*About this task*:
Every entry must appear in the answer exactly as written.

** Opening Records shown block **

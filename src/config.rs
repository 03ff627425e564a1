//! Run configuration
//!
//! A run is a filter selection plus pipeline settings. Both can be loaded
//! from a JSON file; command-line flags override whatever the file sets.

use std::path::Path;

use serde::{Deserialize, Serialize};

use crate::dsp::{FilterTopology, StereoFilter};
use crate::error::{FilterError, Result};

/// Frames per processing block
pub const DEFAULT_BLOCK_FRAMES: usize = 512;

/// Filter selection and its parameters
#[derive(Debug, Clone, PartialEq, Serialize, Deserialize)]
pub struct FilterSpec {
    pub topology: FilterTopology,
    /// Centre or cutoff frequency in Hz
    pub frequency: f64,
    /// Bandwidth in Hz (band topologies only)
    #[serde(default, skip_serializing_if = "Option::is_none")]
    pub bandwidth: Option<f64>,
}

impl FilterSpec {
    pub fn new(topology: FilterTopology, frequency: f64, bandwidth: Option<f64>) -> Self {
        Self {
            topology,
            frequency,
            bandwidth,
        }
    }

    /// Design a zeroed filter for a stream at `sample_rate`
    pub fn build(&self, sample_rate: f64) -> Result<StereoFilter> {
        StereoFilter::design(self.topology, sample_rate, self.frequency, self.bandwidth)
    }
}

/// Block pipeline settings
#[derive(Debug, Clone, PartialEq, Serialize, Deserialize)]
#[serde(default)]
pub struct PipelineConfig {
    /// Stereo frames read, filtered and written per iteration
    pub block_frames: usize,
}

impl Default for PipelineConfig {
    fn default() -> Self {
        Self {
            block_frames: DEFAULT_BLOCK_FRAMES,
        }
    }
}

impl PipelineConfig {
    pub fn with_block_frames(block_frames: usize) -> Self {
        Self { block_frames }
    }

    pub fn validate(&self) -> Result<()> {
        if self.block_frames == 0 {
            return Err(FilterError::invalid_parameter(
                "block_frames",
                self.block_frames,
                "at least 1 frame per block",
            ));
        }
        Ok(())
    }
}

/// Everything a filtering run needs besides the file paths
#[derive(Debug, Clone, Default, PartialEq, Serialize, Deserialize)]
#[serde(default)]
pub struct RunConfig {
    pub filter: Option<FilterSpec>,
    pub pipeline: PipelineConfig,
}

impl RunConfig {
    /// Load a configuration from a JSON file
    pub fn load(path: &Path) -> Result<Self> {
        let text = std::fs::read_to_string(path)?;
        let config: RunConfig = serde_json::from_str(&text)?;
        config.pipeline.validate()?;
        Ok(config)
    }

    /// Save the configuration as pretty-printed JSON
    pub fn save(&self, path: &Path) -> Result<()> {
        std::fs::write(path, serde_json::to_string_pretty(self)?)?;
        Ok(())
    }
}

** Closing Records shown block **

*Response for this exercise*:
filename src/config.rs
repository 03ff627425e564a1
//! Run configuration
//!
//! A run is a filter selection plus pipeline settings. Both can be loaded
//! from a JSON file; command-line flags override whatever the file sets.

use std::path::Path;

use serde::{Deserialize, Serialize};

use crate::dsp::{FilterTopology, StereoFilter};
use crate::error::{FilterError, Result};

/// Frames per processing block
pub const DEFAULT_BLOCK_FRAMES: usize = 512;

/// Filter selection and its parameters
#[derive(Debug, Clone, PartialEq, Serialize, Deserialize)]
pub struct FilterSpec {
    pub topology: FilterTopology,
    /// Centre or cutoff frequency in Hz
    pub frequency: f64,
    /// Bandwidth in Hz (band topologies only)
    #[serde(default, skip_serializing_if = "Option::is_none")]
    pub bandwidth: Option<f64>,
}

impl FilterSpec {
    pub fn new(topology: FilterTopology, frequency: f64, bandwidth: Option<f64>) -> Self {
        Self {
            topology,
            frequency,
            bandwidth,
        }
    }

    /// Design a zeroed filter for a stream at `sample_rate`
    pub fn build(&self, sample_rate: f64) -> Result<StereoFilter> {
        StereoFilter::design(self.topology, sample_rate, self.frequency, self.bandwidth)
    }
}

/// Block pipeline settings
#[derive(Debug, Clone, PartialEq, Serialize, Deserialize)]
#[serde(default)]
pub struct PipelineConfig {
    /// Stereo frames read, filtered and written per iteration
    pub block_frames: usize,
}

impl Default for PipelineConfig {
    fn default() -> Self {
        Self {
            block_frames: DEFAULT_BLOCK_FRAMES,
        }
    }
}

impl PipelineConfig {
    pub fn with_block_frames(block_frames: usize) -> Self {
        Self { block_frames }
    }

    pub fn validate(&self) -> Result<()> {
        if self.block_frames == 0 {
            return Err(FilterError::invalid_parameter(
                "block_frames",
                self.block_frames,
                "at least 1 frame per block",
            ));
        }
        Ok(())
    }
}

/// Everything a filtering run needs besides the file paths
#[derive(Debug, Clone, Default, PartialEq, Serialize, Deserialize)]
#[serde(default)]
pub struct RunConfig {
    pub filter: Option<FilterSpec>,
    pub pipeline: PipelineConfig,
}

impl RunConfig {
    /// Load a configuration from a JSON file
    pub fn load(path: &Path) -> Result<Self> {
        let text = std::fs::read_to_string(path)?;
        let config: RunConfig = serde_json::from_str(&text)?;
        config.pipeline.validate()?;
        Ok(config)
    }

    /// Save the configuration as pretty-printed JSON
    pub fn save(&self, path: &Path) -> Result<()> {
        std::fs::write(path, serde_json::to_string_pretty(self)?)?;
        Ok(())
    }
}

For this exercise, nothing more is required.